- What you should do
Please give the data again in full, exactly as provided.

[Data items]
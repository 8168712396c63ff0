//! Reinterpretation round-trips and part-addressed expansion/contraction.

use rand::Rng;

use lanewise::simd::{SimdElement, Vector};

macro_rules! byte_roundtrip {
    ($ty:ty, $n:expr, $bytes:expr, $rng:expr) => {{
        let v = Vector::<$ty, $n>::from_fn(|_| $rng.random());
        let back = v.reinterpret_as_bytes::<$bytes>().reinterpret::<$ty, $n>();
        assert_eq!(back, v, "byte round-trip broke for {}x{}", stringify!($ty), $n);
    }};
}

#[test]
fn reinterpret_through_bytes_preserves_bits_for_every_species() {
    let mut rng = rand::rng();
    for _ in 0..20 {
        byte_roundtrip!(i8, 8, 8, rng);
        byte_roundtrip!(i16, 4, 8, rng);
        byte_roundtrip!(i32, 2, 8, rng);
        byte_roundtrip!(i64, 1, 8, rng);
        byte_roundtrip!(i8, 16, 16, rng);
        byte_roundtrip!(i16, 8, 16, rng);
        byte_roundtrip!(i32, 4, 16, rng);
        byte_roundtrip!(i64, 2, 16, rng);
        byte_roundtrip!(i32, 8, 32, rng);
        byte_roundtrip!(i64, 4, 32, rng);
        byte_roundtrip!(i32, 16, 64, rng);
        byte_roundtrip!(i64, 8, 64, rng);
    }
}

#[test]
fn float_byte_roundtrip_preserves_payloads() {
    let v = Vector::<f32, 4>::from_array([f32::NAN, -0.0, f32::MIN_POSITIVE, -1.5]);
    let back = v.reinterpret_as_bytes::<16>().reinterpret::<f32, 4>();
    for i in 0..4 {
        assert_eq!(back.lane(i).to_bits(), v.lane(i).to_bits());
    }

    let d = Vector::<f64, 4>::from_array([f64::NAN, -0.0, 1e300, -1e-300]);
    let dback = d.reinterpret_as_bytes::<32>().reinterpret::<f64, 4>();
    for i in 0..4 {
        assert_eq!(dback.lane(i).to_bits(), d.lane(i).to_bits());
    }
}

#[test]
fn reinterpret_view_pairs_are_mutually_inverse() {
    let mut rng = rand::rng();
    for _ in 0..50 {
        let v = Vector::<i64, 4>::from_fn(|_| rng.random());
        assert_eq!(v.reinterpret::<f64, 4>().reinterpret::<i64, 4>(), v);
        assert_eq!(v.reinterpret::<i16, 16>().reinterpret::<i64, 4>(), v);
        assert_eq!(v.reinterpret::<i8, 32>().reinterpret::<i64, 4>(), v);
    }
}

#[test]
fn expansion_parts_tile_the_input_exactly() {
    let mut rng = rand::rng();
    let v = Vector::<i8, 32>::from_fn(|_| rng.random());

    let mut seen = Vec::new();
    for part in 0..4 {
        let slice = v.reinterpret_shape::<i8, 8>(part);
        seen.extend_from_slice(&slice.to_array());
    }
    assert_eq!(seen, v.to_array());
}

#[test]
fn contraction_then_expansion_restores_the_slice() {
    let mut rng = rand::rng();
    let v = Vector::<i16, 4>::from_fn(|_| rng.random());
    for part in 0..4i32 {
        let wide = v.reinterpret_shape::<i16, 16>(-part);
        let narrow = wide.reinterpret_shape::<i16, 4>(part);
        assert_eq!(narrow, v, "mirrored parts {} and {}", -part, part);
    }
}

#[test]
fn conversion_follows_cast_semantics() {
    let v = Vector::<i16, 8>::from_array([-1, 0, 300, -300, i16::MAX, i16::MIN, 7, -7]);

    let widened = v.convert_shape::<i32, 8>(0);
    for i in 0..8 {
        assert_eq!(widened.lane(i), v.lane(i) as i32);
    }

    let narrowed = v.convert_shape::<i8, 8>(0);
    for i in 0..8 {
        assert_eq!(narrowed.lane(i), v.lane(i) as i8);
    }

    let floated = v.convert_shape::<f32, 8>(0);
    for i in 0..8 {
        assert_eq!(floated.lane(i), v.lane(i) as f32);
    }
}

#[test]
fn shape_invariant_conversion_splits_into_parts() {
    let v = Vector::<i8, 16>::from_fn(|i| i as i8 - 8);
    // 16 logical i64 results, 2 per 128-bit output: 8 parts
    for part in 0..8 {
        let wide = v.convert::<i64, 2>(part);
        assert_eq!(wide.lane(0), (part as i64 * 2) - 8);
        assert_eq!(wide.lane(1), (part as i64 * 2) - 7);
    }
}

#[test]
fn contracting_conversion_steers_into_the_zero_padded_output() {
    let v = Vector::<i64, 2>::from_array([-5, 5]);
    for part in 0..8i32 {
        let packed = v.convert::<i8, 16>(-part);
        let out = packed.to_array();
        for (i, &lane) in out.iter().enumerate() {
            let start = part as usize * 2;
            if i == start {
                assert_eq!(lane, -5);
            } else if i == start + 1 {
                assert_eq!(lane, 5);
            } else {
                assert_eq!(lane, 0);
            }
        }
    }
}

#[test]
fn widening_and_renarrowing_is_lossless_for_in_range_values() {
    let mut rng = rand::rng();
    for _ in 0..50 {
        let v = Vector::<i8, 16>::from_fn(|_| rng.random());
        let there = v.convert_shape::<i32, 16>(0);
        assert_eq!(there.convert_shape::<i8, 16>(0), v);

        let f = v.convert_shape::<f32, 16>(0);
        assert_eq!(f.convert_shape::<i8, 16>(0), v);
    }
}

- Result of this task
repository 8168712396c63ff0
//! Reinterpretation round-trips and part-addressed expansion/contraction.

use rand::Rng;

use lanewise::simd::{SimdElement, Vector};

macro_rules! byte_roundtrip {
    ($ty:ty, $n:expr, $bytes:expr, $rng:expr) => {{
        let v = Vector::<$ty, $n>::from_fn(|_| $rng.random());
        let back = v.reinterpret_as_bytes::<$bytes>().reinterpret::<$ty, $n>();
        assert_eq!(back, v, "byte round-trip broke for {}x{}", stringify!($ty), $n);
    }};
}

#[test]
fn reinterpret_through_bytes_preserves_bits_for_every_species() {
    let mut rng = rand::rng();
    for _ in 0..20 {
        byte_roundtrip!(i8, 8, 8, rng);
        byte_roundtrip!(i16, 4, 8, rng);
        byte_roundtrip!(i32, 2, 8, rng);
        byte_roundtrip!(i64, 1, 8, rng);
        byte_roundtrip!(i8, 16, 16, rng);
        byte_roundtrip!(i16, 8, 16, rng);
        byte_roundtrip!(i32, 4, 16, rng);
        byte_roundtrip!(i64, 2, 16, rng);
        byte_roundtrip!(i32, 8, 32, rng);
        byte_roundtrip!(i64, 4, 32, rng);
        byte_roundtrip!(i32, 16, 64, rng);
        byte_roundtrip!(i64, 8, 64, rng);
    }
}

#[test]
fn float_byte_roundtrip_preserves_payloads() {
    let v = Vector::<f32, 4>::from_array([f32::NAN, -0.0, f32::MIN_POSITIVE, -1.5]);
    let back = v.reinterpret_as_bytes::<16>().reinterpret::<f32, 4>();
    for i in 0..4 {
        assert_eq!(back.lane(i).to_bits(), v.lane(i).to_bits());
    }

    let d = Vector::<f64, 4>::from_array([f64::NAN, -0.0, 1e300, -1e-300]);
    let dback = d.reinterpret_as_bytes::<32>().reinterpret::<f64, 4>();
    for i in 0..4 {
        assert_eq!(dback.lane(i).to_bits(), d.lane(i).to_bits());
    }
}

#[test]
fn reinterpret_view_pairs_are_mutually_inverse() {
    let mut rng = rand::rng();
    for _ in 0..50 {
        let v = Vector::<i64, 4>::from_fn(|_| rng.random());
        assert_eq!(v.reinterpret::<f64, 4>().reinterpret::<i64, 4>(), v);
        assert_eq!(v.reinterpret::<i16, 16>().reinterpret::<i64, 4>(), v);
        assert_eq!(v.reinterpret::<i8, 32>().reinterpret::<i64, 4>(), v);
    }
}

#[test]
fn expansion_parts_tile_the_input_exactly() {
    let mut rng = rand::rng();
    let v = Vector::<i8, 32>::from_fn(|_| rng.random());

    let mut seen = Vec::new();
    for part in 0..4 {
        let slice = v.reinterpret_shape::<i8, 8>(part);
        seen.extend_from_slice(&slice.to_array());
    }
    assert_eq!(seen, v.to_array());
}

#[test]
fn contraction_then_expansion_restores_the_slice() {
    let mut rng = rand::rng();
    let v = Vector::<i16, 4>::from_fn(|_| rng.random());
    for part in 0..4i32 {
        let wide = v.reinterpret_shape::<i16, 16>(-part);
        let narrow = wide.reinterpret_shape::<i16, 4>(part);
        assert_eq!(narrow, v, "mirrored parts {} and {}", -part, part);
    }
}

#[test]
fn conversion_follows_cast_semantics() {
    let v = Vector::<i16, 8>::from_array([-1, 0, 300, -300, i16::MAX, i16::MIN, 7, -7]);

    let widened = v.convert_shape::<i32, 8>(0);
    for i in 0..8 {
        assert_eq!(widened.lane(i), v.lane(i) as i32);
    }

    let narrowed = v.convert_shape::<i8, 8>(0);
    for i in 0..8 {
        assert_eq!(narrowed.lane(i), v.lane(i) as i8);
    }

    let floated = v.convert_shape::<f32, 8>(0);
    for i in 0..8 {
        assert_eq!(floated.lane(i), v.lane(i) as f32);
    }
}

#[test]
fn shape_invariant_conversion_splits_into_parts() {
    let v = Vector::<i8, 16>::from_fn(|i| i as i8 - 8);
    // 16 logical i64 results, 2 per 128-bit output: 8 parts
    for part in 0..8 {
        let wide = v.convert::<i64, 2>(part);
        assert_eq!(wide.lane(0), (part as i64 * 2) - 8);
        assert_eq!(wide.lane(1), (part as i64 * 2) - 7);
    }
}

#[test]
fn contracting_conversion_steers_into_the_zero_padded_output() {
    let v = Vector::<i64, 2>::from_array([-5, 5]);
    for part in 0..8i32 {
        let packed = v.convert::<i8, 16>(-part);
        let out = packed.to_array();
        for (i, &lane) in out.iter().enumerate() {
            let start = part as usize * 2;
            if i == start {
                assert_eq!(lane, -5);
            } else if i == start + 1 {
                assert_eq!(lane, 5);
            } else {
                assert_eq!(lane, 0);
            }
        }
    }
}

#[test]
fn widening_and_renarrowing_is_lossless_for_in_range_values() {
    let mut rng = rand::rng();
    for _ in 0..50 {
        let v = Vector::<i8, 16>::from_fn(|_| rng.random());
        let there = v.convert_shape::<i32, 16>(0);
        assert_eq!(there.convert_shape::<i8, 16>(0), v);

        let f = v.convert_shape::<f32, 16>(0);
        assert_eq!(f.convert_shape::<i8, 16>(0), v);
    }
}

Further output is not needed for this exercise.